* Dataset
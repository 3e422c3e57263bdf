use germinal_sim::evolution::{MotifModel, Response};
use germinal_sim::simulation::{BranchingProcess, BranchingProcessBuilder, CapacityMethod};
use germinal_sim::tree::{LineageState, Tree};
use germinal_sim::Sequence;
use criterion::{BenchmarkId, Criterion, Throughput, black_box, criterion_group, criterion_main};
use rand::SeedableRng;
use rand_xoshiro::Xoshiro256PlusPlus;
use std::str::FromStr;
use std::sync::Arc;

fn discrete_process(capacity: usize, method: CapacityMethod) -> BranchingProcess {
    let space = vec![-1.0, 0.0, 1.0, 2.0];
    let matrix = vec![
        vec![0.0, 0.6, 0.3, 0.1],
        vec![0.5, 0.0, 0.4, 0.1],
        vec![0.2, 0.5, 0.0, 0.3],
        vec![0.1, 0.3, 0.6, 0.0],
    ];
    BranchingProcessBuilder::new()
        .birth(Response::sigmoid(1.5, -0.1, 2.5, 0.6))
        .death(Response::constant(1.0))
        .mutation(Response::constant(1.0))
        .discrete_mutator(space, matrix)
        .horizon(15.0)
        .capacity(capacity, method)
        .min_survivors(0)
        .build()
        .unwrap()
}

fn bench_evolve_capacity(c: &mut Criterion) {
    let mut group = c.benchmark_group("evolve_capacity");
    group.sample_size(20);

    for &capacity in &[100usize, 1000] {
        group.throughput(Throughput::Elements(capacity as u64));
        for method in [CapacityMethod::Birth, CapacityMethod::Hard] {
            let process = discrete_process(capacity, method);
            group.bench_with_input(
                BenchmarkId::new(method.as_str(), capacity),
                &process,
                |b, process| {
                    let mut seed = 0;
                    b.iter(|| {
                        seed += 1;
                        let mut rng = Xoshiro256PlusPlus::seed_from_u64(seed);
                        let tree = process.evolve(Tree::new(LineageState::discrete(0.0)), &mut rng);
                        black_box(tree.map(|t| t.len()).unwrap_or(0))
                    })
                },
            );
        }
    }

    group.finish();
}

fn bench_sample_and_prune(c: &mut Criterion) {
    let mut group = c.benchmark_group("sample_and_prune");
    let process = discrete_process(1000, CapacityMethod::Birth);
    let tree = (0..)
        .find_map(|seed| {
            let mut rng = Xoshiro256PlusPlus::seed_from_u64(seed);
            process
                .evolve(Tree::new(LineageState::discrete(0.0)), &mut rng)
                .ok()
        })
        .unwrap();

    group.throughput(Throughput::Elements(tree.len() as u64));
    group.bench_function("p_0.1", |b| {
        b.iter_batched(
            || tree.clone(),
            |mut tree| {
                let mut rng = Xoshiro256PlusPlus::seed_from_u64(7);
                tree.sample_survivors(0.1, &mut rng).unwrap();
                tree.prune();
                black_box(tree)
            },
            criterion::BatchSize::LargeInput,
        )
    });

    group.finish();
}

fn bench_sequence_context_rate(c: &mut Criterion) {
    let mut group = c.benchmark_group("sequence_context_rate");
    let model = Arc::new(MotifModel::uniform(0.01, Some(336)).unwrap());
    let response = Response::sequence_context(model, 1.0);
    let sequence = Sequence::from_str(&"GAGGTGCAGCTTCAG".repeat(44)).unwrap();
    let state = LineageState::with_sequence(0.0, sequence);

    group.bench_function("total_mutability", |b| {
        b.iter(|| black_box(response.rate(black_box(&state), 0.0)))
    });

    group.finish();
}

criterion_group!(
    benches,
    bench_evolve_capacity,
    bench_sample_and_prune,
    bench_sequence_context_rate
);
criterion_main!(benches);
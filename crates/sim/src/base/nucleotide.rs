use std::fmt::{self, Write};

use crate::errors::InvalidNucleotide;
use serde::{Deserialize, Serialize};

/// A DNA nucleotide base.
///
/// Backed by a single byte with the stable mapping A=0, C=1, G=2, T=3. The
/// index is used to address substitution profiles and codon tables.
#[derive(Debug, Clone, Copy, PartialEq, Eq, Hash, PartialOrd, Ord, Serialize, Deserialize)]
#[repr(u8)]
pub enum Nucleotide {
    A = 0,
    C = 1,
    G = 2,
    T = 3,
}

impl Nucleotide {
    /// All four bases in index order.
    pub const ALL: [Nucleotide; 4] = [Self::A, Self::C, Self::G, Self::T];

    const ASCII: &'static [u8; 4] = b"ACGT";

    /// Base with the given index, `None` past 3.
    #[inline]
    pub const fn from_index(idx: u8) -> Option<Self> {
        if (idx as usize) < Self::ALL.len() {
            Some(Self::ALL[idx as usize])
        } else {
            None
        }
    }

    /// Index used to address substitution profiles and motif codes.
    #[inline(always)]
    pub const fn to_index(self) -> u8 {
        self as u8
    }

    /// Parse an ASCII byte, case-insensitive. Returns `None` for anything
    /// outside `ACGT` (ambiguity codes such as `N` included).
    #[inline]
    pub const fn from_ascii(byte: u8) -> Option<Self> {
        match byte.to_ascii_uppercase() {
            b'A' => Some(Self::A),
            b'C' => Some(Self::C),
            b'G' => Some(Self::G),
            b'T' => Some(Self::T),
            _ => None,
        }
    }

    #[inline(always)]
    pub const fn to_ascii(self) -> u8 {
        Self::ASCII[self as usize]
    }

    #[inline(always)]
    pub const fn to_char(self) -> char {
        self.to_ascii() as char
    }
}

impl TryFrom<u8> for Nucleotide {
    type Error = InvalidNucleotide;

    fn try_from(byte: u8) -> Result<Self, Self::Error> {
        Self::from_ascii(byte).ok_or(InvalidNucleotide(byte))
    }
}

impl TryFrom<char> for Nucleotide {
    type Error = InvalidNucleotide;

    fn try_from(c: char) -> Result<Self, Self::Error> {
        if c.is_ascii() {
            Self::try_from(c as u8)
        } else {
            Err(InvalidNucleotide(b'?'))
        }
    }
}

impl fmt::Display for Nucleotide {
    fn fmt(&self, f: &mut fmt::Formatter<'_>) -> fmt::Result {
        f.write_char(self.to_char())
    }
}
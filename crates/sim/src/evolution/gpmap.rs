//! Additive genotype-to-phenotype map.

use crate::base::{translate_chains, AminoAcid, Sequence};
use crate::errors::ConfigurationError;

/// Phenotype as a sum of independent per-site amino acid effects.
///
/// A sequence is translated (each chain in its own frame) and compared with
/// the translated reference. Every site where the residue differs adds the
/// measured effect of that residue at that site; the reference itself maps to
/// zero. Any stop codon makes the protein nonfunctional and yields
/// `nonsense_phenotype` instead.
#[derive(Debug, Clone, PartialEq)]
pub struct AdditiveGpMap {
    reference: Vec<AminoAcid>,
    /// Length of the reference in nucleotides.
    sequence_len: usize,
    /// `deltas[site][residue]`, residues in alphabetical one-letter order.
    deltas: Vec<[f64; AminoAcid::COUNT]>,
    chain_boundary: Option<usize>,
    nonsense_phenotype: f64,
}

impl AdditiveGpMap {
    /// Create a map from a dense delta table, one row per reference residue.
    pub fn new(
        reference: &Sequence,
        chain_boundary: Option<usize>,
        deltas: Vec<[f64; AminoAcid::COUNT]>,
        nonsense_phenotype: f64,
    ) -> Result<Self, ConfigurationError> {
        let protein = translate_chains(reference, chain_boundary);
        if protein.iter().any(|aa| aa.is_stop()) {
            return Err(ConfigurationError::InvalidGpMap(
                "reference sequence contains a stop codon".into(),
            ));
        }
        if deltas.len() != protein.len() {
            return Err(ConfigurationError::InvalidGpMap(format!(
                "delta table has {} sites but the reference protein has {}",
                deltas.len(),
                protein.len()
            )));
        }
        if let Some(site) = deltas.iter().position(|row| row.iter().any(|d| !d.is_finite())) {
            return Err(ConfigurationError::InvalidGpMap(format!(
                "non-finite effect at site {}",
                site + 1
            )));
        }
        Ok(Self {
            reference: protein,
            sequence_len: reference.len(),
            deltas,
            chain_boundary,
            nonsense_phenotype,
        })
    }

    /// Create a map from sparse `(site, residue, effect)` entries with 0-based
    /// sites. Unlisted residues are neutral. Sites beyond the reference
    /// protein are an error.
    pub fn from_effects(
        reference: &Sequence,
        chain_boundary: Option<usize>,
        effects: &[(usize, AminoAcid, f64)],
        nonsense_phenotype: Option<f64>,
    ) -> Result<Self, ConfigurationError> {
        let sites = translate_chains(reference, chain_boundary).len();
        let mut deltas = vec![[0.0; AminoAcid::COUNT]; sites];
        for &(site, residue, effect) in effects {
            let row = deltas.get_mut(site).ok_or_else(|| {
                ConfigurationError::InvalidGpMap(format!(
                    "site {} is outside the reference protein of length {sites}",
                    site + 1
                ))
            })?;
            // effects on stop are covered by the nonsense phenotype
            if let Some(idx) = residue.index() {
                row[idx] = effect;
            }
        }

        // the most damaging measured effect stands in for nonsense by default
        let nonsense = nonsense_phenotype.unwrap_or_else(|| {
            effects
                .iter()
                .map(|&(_, _, effect)| effect)
                .fold(0.0, f64::min)
        });
        Self::new(reference, chain_boundary, deltas, nonsense)
    }

    /// A map under which every sequence without a stop codon has phenotype 0.
    pub fn neutral(reference: &Sequence, chain_boundary: Option<usize>) -> Result<Self, ConfigurationError> {
        Self::from_effects(reference, chain_boundary, &[], Some(0.0))
    }

    #[inline]
    pub fn nonsense_phenotype(&self) -> f64 {
        self.nonsense_phenotype
    }

    #[inline]
    pub fn chain_boundary(&self) -> Option<usize> {
        self.chain_boundary
    }

    /// Length of the reference protein.
    #[inline]
    pub fn sites(&self) -> usize {
        self.reference.len()
    }

    #[inline]
    pub fn sequence_len(&self) -> usize {
        self.sequence_len
    }

    /// Check that `sequence` can be compared with the reference.
    pub fn check_sequence(&self, sequence: &Sequence) -> Result<(), ConfigurationError> {
        if sequence.len() != self.sequence_len {
            return Err(ConfigurationError::SequenceLength {
                expected: self.sequence_len,
                found: sequence.len(),
            });
        }
        Ok(())
    }

    /// Phenotype of `sequence`.
    ///
    /// # Errors
    /// [`ConfigurationError::SequenceLength`] if `sequence` is not as long as
    /// the reference.
    pub fn phenotype(&self, sequence: &Sequence) -> Result<f64, ConfigurationError> {
        self.check_sequence(sequence)?;
        Ok(self.phenotype_unchecked(sequence))
    }

    /// Phenotype of a sequence already known to have the reference length.
    pub(crate) fn phenotype_unchecked(&self, sequence: &Sequence) -> f64 {
        let protein = translate_chains(sequence, self.chain_boundary);
        let mut total = 0.0;
        for (site, (&aa, &reference)) in protein.iter().zip(&self.reference).enumerate() {
            match aa.index() {
                None => return self.nonsense_phenotype,
                Some(idx) if aa != reference => total += self.deltas[site][idx],
                Some(_) => {}
            }
        }
        total
    }
}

* Instructions to follow
From the entries above, return each line with the word "BenchmarkId" in it.

* Task response
use criterion::{BenchmarkId, Criterion, Throughput, black_box, criterion_group, criterion_main};
                BenchmarkId::new(method.as_str(), capacity),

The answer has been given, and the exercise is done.